Modeling your Data

Best Table Formats for AI

We've found that Rasgo AI understands some table structures better than others. Examples:

  • Aggregated Summary Tables

    • AI does best with wide, pre-aggregated tables with all possible dimension slicers and metrics included, at a standard date granularity (i.e. Daily, Weekly, Monthly, etc...)

  • Dimension Tables

    • For dimension tables a standard star schema approach works best

    • It's important that the join columns are named the same in both the fact tables and dimension tables (i.e. PRODUCT_ID in the fact_sales table and PRODUCT_ID in the dim_product table). This removes guesswork when writing the joins.

  • Fact Tables

    • For fact tables that should be aggregated when queried, ensure that aggregations to accurately calculate the metrics over time are as straightforward as possible (i.e. if you want to count unique transactions, include transaction ID).

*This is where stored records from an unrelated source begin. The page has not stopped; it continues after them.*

//! Trait definitions for external interactions
//!
//! These traits define the boundaries between domain logic and infrastructure.
//! Implementations live in other crates.

/// The text-completion collaborator
///
/// One call per chunk: the caller's prompt plus the chunk text go out, the
/// model's free-text reply comes back. Calls block the calling thread until
/// the reply or the provider's own timeout, so async callers run them on a
/// blocking pool.
///
/// Implemented by the infrastructure layer (kgx-llm)
pub trait CompletionProvider {
    /// Error type for completion calls
    type Error;

    /// Send `prompt` and `text` to the model and return its reply
    fn complete(&self, prompt: &str, text: &str) -> Result<String, Self::Error>;

    /// Model name used for logging
    fn model_name(&self) -> &str {
        "unknown"
    }
}
//! Configuration for the task service
//!
//! # Examples
//!
//! ```
//! use kgx_tasks::ServiceConfig;
//!
//! let config = ServiceConfig::default();
//! assert_eq!(config.max_workers, 3);
//! assert_eq!(config.retention_days, 7);
//!
//! let config = ServiceConfig::testing();
//! assert_eq!(config.max_workers, 1);
//! assert!(config.cleanup_interval().is_none());
//! ```

use crate::error::TaskError;
use serde::{Deserialize, Serialize};
use std::path::PathBuf;
use std::time::Duration;

const SECS_PER_DAY: u64 = 24 * 60 * 60;

/// Configuration for the registry, worker pool, notifier and sweeper
#[derive(Debug, Clone, PartialEq, Serialize, Deserialize)]
#[serde(default)]
pub struct ServiceConfig {
    /// Jobs executing at once
    pub max_workers: usize,

    /// Root directory for task artifacts; each task gets `<output_dir>/<task_id>`
    pub output_dir: PathBuf,

    /// Directory bare filenames in requests are resolved against
    pub upload_dir: PathBuf,

    /// Terminal tasks older than this are removed by the sweeper
    pub retention_days: u64,

    /// Idle time before a subscriber receives a heartbeat (seconds)
    pub heartbeat_secs: u64,

    /// Snapshots buffered per subscriber before it is dropped
    pub subscriber_buffer: usize,

    /// How often the retention sweeper runs (minutes, 0 disables it)
    pub cleanup_interval_minutes: u64,

    /// Largest accepted file list
    pub max_files_per_task: usize,
}

impl ServiceConfig {
    /// Heartbeat interval as a Duration
    pub fn heartbeat_interval(&self) -> Duration {
        Duration::from_secs(self.heartbeat_secs)
    }

    /// Retention window as a Duration
    pub fn retention(&self) -> Duration {
        Duration::from_secs(self.retention_days * SECS_PER_DAY)
    }

    /// Sweeper interval, `None` when disabled
    pub fn cleanup_interval(&self) -> Option<Duration> {
        (self.cleanup_interval_minutes > 0)
            .then(|| Duration::from_secs(self.cleanup_interval_minutes * 60))
    }

    /// Validate the configuration
    pub fn validate(&self) -> Result<(), TaskError> {
        if self.max_workers == 0 {
            return Err(TaskError::Config(
                "max_workers must be greater than 0".to_string(),
            ));
        }
        if self.heartbeat_secs == 0 {
            return Err(TaskError::Config(
                "heartbeat_secs must be greater than 0".to_string(),
            ));
        }
        if self.subscriber_buffer == 0 {
            return Err(TaskError::Config(
                "subscriber_buffer must be greater than 0".to_string(),
            ));
        }
        if self.max_files_per_task == 0 {
            return Err(TaskError::Config(
                "max_files_per_task must be greater than 0".to_string(),
            ));
        }
        Ok(())
    }

    /// Testing preset: one worker, no sweeper, artifacts under the system temp dir
    pub fn testing() -> Self {
        Self {
            max_workers: 1,
            output_dir: std::env::temp_dir().join("kgx-test-output"),
            upload_dir: std::env::temp_dir().join("kgx-test-uploads"),
            heartbeat_secs: 1,
            subscriber_buffer: 16,
            cleanup_interval_minutes: 0,
            ..Self::default()
        }
    }

    /// Load configuration from TOML string
    pub fn from_toml(toml_str: &str) -> Result<Self, TaskError> {
        let config: Self = toml::from_str(toml_str)
            .map_err(|e| TaskError::Config(format!("Failed to parse TOML: {}", e)))?;
        config.validate()?;
        Ok(config)
    }
}

impl Default for ServiceConfig {
    fn default() -> Self {
        Self {
            max_workers: 3,
            output_dir: PathBuf::from("output"),
            upload_dir: PathBuf::from("uploads"),
            retention_days: 7,
            heartbeat_secs: 30,
            subscriber_buffer: 64,
            cleanup_interval_minutes: 60,
            max_files_per_task: 50,
        }
    }
}
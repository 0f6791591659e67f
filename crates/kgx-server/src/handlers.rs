//! HTTP request handlers
//!
//! Handlers translate JSON bodies into service calls and service errors into
//! status codes. All validation lives in `kgx-tasks`.

use async_stream::stream;
use axum::{
    extract::{Path, Query, State},
    http::StatusCode,
    response::{
        sse::{Event, KeepAlive, Sse},
        IntoResponse, Json, Response,
    },
    routing::{get, post},
    Router,
};
use chrono::Utc;
use kgx_llm::{ModelConfig, ProviderFactory};
use kgx_tasks::{
    ExtractionService, FileSpec, MaterialId, ProgressEvent, ServiceStatus, Task, TaskError,
    TaskId, TaskPage, TaskRequest, TaskStatus,
};
use serde::{Deserialize, Serialize};
use std::convert::Infallible;
use std::sync::Arc;
use std::time::Duration;
use tokio_stream::Stream;
use tracing::{debug, info};

const SECS_PER_DAY: u64 = 24 * 60 * 60;

/// Shared application state
pub struct AppState<F: ProviderFactory> {
    /// Task orchestration service
    pub service: Arc<ExtractionService<F>>,
    /// Page size when none is requested
    pub default_page_size: usize,
    /// Upper bound on requested page sizes
    pub max_page_size: usize,
}

impl<F: ProviderFactory> Clone for AppState<F> {
    fn clone(&self) -> Self {
        Self {
            service: Arc::clone(&self.service),
            default_page_size: self.default_page_size,
            max_page_size: self.max_page_size,
        }
    }
}

/// One entry of the `files` array: a bare location or an object
#[derive(Debug, Clone, Deserialize)]
#[serde(untagged)]
pub enum FileEntry {
    /// Location only
    Location(String),
    /// Location with a correlation id
    Detailed {
        /// Correlation id echoed back in results
        #[serde(default)]
        material_id: Option<MaterialId>,
        /// Local path, upload name or URL
        url: String,
    },
}

impl From<FileEntry> for FileSpec {
    fn from(entry: FileEntry) -> Self {
        match entry {
            FileEntry::Location(location) => FileSpec::new(location),
            FileEntry::Detailed { material_id, url } => FileSpec {
                material_id,
                location: url,
            },
        }
    }
}

/// Task creation request
#[derive(Debug, Deserialize)]
pub struct CreateTaskRequest {
    /// Input files, processed in order
    pub files: Vec<FileEntry>,
    /// Extraction prompt
    pub prompt_text: String,
    /// Provider name
    #[serde(default = "default_provider")]
    pub provider: String,
    /// Model override
    #[serde(default)]
    pub model: Option<String>,
    /// API credential
    #[serde(default)]
    pub api_key: Option<String>,
    /// Base URL override
    #[serde(default)]
    pub base_url: Option<String>,
}

fn default_provider() -> String {
    ModelConfig::default().provider
}

impl From<CreateTaskRequest> for TaskRequest {
    fn from(request: CreateTaskRequest) -> Self {
        let model = ModelConfig {
            provider: request.provider,
            model: request.model,
            base_url: request.base_url,
            api_key: request.api_key,
        };
        TaskRequest::new(
            request.files.into_iter().map(FileSpec::from).collect(),
            request.prompt_text,
            model,
        )
    }
}

/// Task creation response
#[derive(Debug, Serialize, Deserialize)]
pub struct CreateTaskResponse {
    /// New task id
    pub task_id: String,
    /// Always `created`
    pub status: String,
    /// Human-readable note
    pub message: String,
}

/// Cancellation response
#[derive(Debug, Serialize, Deserialize)]
pub struct CancelResponse {
    /// Cancelled task
    pub task_id: String,
    /// Human-readable note
    pub message: String,
}

/// Listing query parameters
#[derive(Debug, Default, Deserialize)]
pub struct ListQuery {
    /// Status filter
    pub status: Option<String>,
    /// Page size
    pub limit: Option<usize>,
    /// Tasks to skip
    pub offset: Option<usize>,
}

/// Cleanup request body
#[derive(Debug, Default, Deserialize)]
pub struct CleanupRequest {
    /// Retention window in days
    pub days: Option<u64>,
}

/// Cleanup response
#[derive(Debug, Serialize, Deserialize)]
pub struct CleanupResponse {
    /// Removed tasks
    pub removed: usize,
    /// Retention window applied
    pub days: u64,
}

/// Health check response
#[derive(Debug, Serialize, Deserialize)]
pub struct HealthCheckResponse {
    /// Overall health status
    pub status: String,
    /// Response time, RFC 3339
    pub timestamp: String,
    /// Service name
    pub service: String,
}

/// Error response
#[derive(Debug, Serialize, Deserialize)]
pub struct ErrorResponse {
    /// Error message
    pub error: String,
}

/// Application error type
#[derive(Debug)]
pub enum ApiError {
    /// Service error
    Task(TaskError),
    /// Malformed request parameter
    BadRequest(String),
    /// Nothing at this location
    NotFound(String),
}

impl IntoResponse for ApiError {
    fn into_response(self) -> Response {
        let (status, message) = match self {
            ApiError::Task(e) => {
                let status = match &e {
                    TaskError::Validation(_) => StatusCode::BAD_REQUEST,
                    TaskError::NotFound(_) => StatusCode::NOT_FOUND,
                    TaskError::ShuttingDown => StatusCode::SERVICE_UNAVAILABLE,
                    TaskError::System(_) | TaskError::Config(_) => {
                        StatusCode::INTERNAL_SERVER_ERROR
                    }
                };
                (status, e.to_string())
            }
            ApiError::BadRequest(message) => (StatusCode::BAD_REQUEST, message),
            ApiError::NotFound(message) => (StatusCode::NOT_FOUND, message),
        };

        (status, Json(ErrorResponse { error: message })).into_response()
    }
}

impl From<TaskError> for ApiError {
    fn from(e: TaskError) -> Self {
        ApiError::Task(e)
    }
}

/// Unparseable ids cannot name a task
fn parse_task_id(raw: &str) -> Result<TaskId, ApiError> {
    raw.parse::<TaskId>()
        .map_err(|_| ApiError::Task(TaskError::Validation(format!("Invalid task id: {}", raw))))
}

/// GET /health
async fn health_check() -> Json<HealthCheckResponse> {
    Json(HealthCheckResponse {
        status: "healthy".to_string(),
        timestamp: Utc::now().to_rfc3339(),
        service: "kgx".to_string(),
    })
}

/// POST /api/v1/tasks
async fn create_task<F: ProviderFactory>(
    State(state): State<AppState<F>>,
    Json(request): Json<CreateTaskRequest>,
) -> Result<(StatusCode, Json<CreateTaskResponse>), ApiError> {
    let file_count = request.files.len();
    let task_id = state.service.create_task(request.into())?;
    info!("Accepted task {} with {} files", task_id, file_count);

    Ok((
        StatusCode::CREATED,
        Json(CreateTaskResponse {
            task_id: task_id.to_string(),
            status: "created".to_string(),
            message: format!("Task created with {} files", file_count),
        }),
    ))
}

/// GET /api/v1/tasks/{id}
async fn get_task<F: ProviderFactory>(
    State(state): State<AppState<F>>,
    Path(task_id): Path<String>,
) -> Result<Json<Task>, ApiError> {
    let task_id = parse_task_id(&task_id)
        .map_err(|_| ApiError::NotFound(format!("Task not found: {}", task_id)))?;
    Ok(Json(state.service.task(task_id)?))
}

/// DELETE /api/v1/tasks/{id}
async fn cancel_task<F: ProviderFactory>(
    State(state): State<AppState<F>>,
    Path(task_id): Path<String>,
) -> Result<Json<CancelResponse>, ApiError> {
    let task_id = parse_task_id(&task_id)?;
    if state.service.cancel_task(task_id) {
        Ok(Json(CancelResponse {
            task_id: task_id.to_string(),
            message: "Task cancellation requested".to_string(),
        }))
    } else {
        Err(ApiError::BadRequest(
            "Task not found or already finished".to_string(),
        ))
    }
}

/// GET /api/v1/tasks
async fn list_tasks<F: ProviderFactory>(
    State(state): State<AppState<F>>,
    Query(query): Query<ListQuery>,
) -> Result<Json<TaskPage>, ApiError> {
    let status = query
        .status
        .as_deref()
        .filter(|s| !s.is_empty())
        .map(str::parse::<TaskStatus>)
        .transpose()
        .map_err(ApiError::BadRequest)?;

    let limit = query
        .limit
        .unwrap_or(state.default_page_size)
        .clamp(1, state.max_page_size);
    let offset = query.offset.unwrap_or(0);

    Ok(Json(state.service.list_tasks(status, limit, offset)))
}

/// GET /api/v1/tasks/{id}/stream
async fn stream_task<F: ProviderFactory>(
    State(state): State<AppState<F>>,
    Path(task_id): Path<String>,
) -> Sse<impl Stream<Item = Result<Event, Infallible>>> {
    let subscription = task_id
        .parse::<TaskId>()
        .ok()
        .map(|id| state.service.subscribe(id));

    let events = stream! {
        match subscription {
            Some(mut subscription) => {
                debug!("SSE stream opened for task {}", subscription.task_id());
                while let Some(event) = subscription.next().await {
                    yield Ok(Event::default().data(event.to_json().to_string()));
                }
                debug!("SSE stream closed for task {}", subscription.task_id());
            }
            None => {
                yield Ok(Event::default().data(ProgressEvent::NotFound.to_json().to_string()));
            }
        }
    };

    Sse::new(events).keep_alive(KeepAlive::new().interval(Duration::from_secs(15)))
}

/// GET /api/v1/service/status
async fn service_status<F: ProviderFactory>(
    State(state): State<AppState<F>>,
) -> Json<ServiceStatus> {
    Json(state.service.status())
}

/// POST /api/v1/service/cleanup
async fn cleanup<F: ProviderFactory>(
    State(state): State<AppState<F>>,
    body: Option<Json<CleanupRequest>>,
) -> Result<Json<CleanupResponse>, ApiError> {
    let days = body
        .and_then(|Json(request)| request.days)
        .unwrap_or(state.service.config().retention_days);
    let window = days
        .checked_mul(SECS_PER_DAY)
        .map(Duration::from_secs)
        .ok_or_else(|| ApiError::BadRequest(format!("days out of range: {}", days)))?;

    let removed = state.service.cleanup(window).await?;
    Ok(Json(CleanupResponse { removed, days }))
}

/// Create the axum router with all routes
pub fn create_router<F: ProviderFactory>(state: AppState<F>) -> Router {
    Router::new()
        .route("/health", get(health_check))
        .route("/api/v1/tasks", post(create_task::<F>).get(list_tasks::<F>))
        .route(
            "/api/v1/tasks/:task_id",
            get(get_task::<F>).delete(cancel_task::<F>),
        )
        .route("/api/v1/tasks/:task_id/stream", get(stream_task::<F>))
        .route("/api/v1/service/status", get(service_status::<F>))
        .route("/api/v1/service/cleanup", post(cleanup::<F>))
        .with_state(state)
}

  • Header & Details Tables

    • AI can navigate between a header table and line item detail table (i.e. invoices) well, as long as the granularities of both tables are accurate in the notes

Table Formats to Avoid

For certain table formats, AI needs extra guidance to query them well. This is fine if you are an expert on how the table is structured, but be careful sharing these tables with others that are not familiar with them.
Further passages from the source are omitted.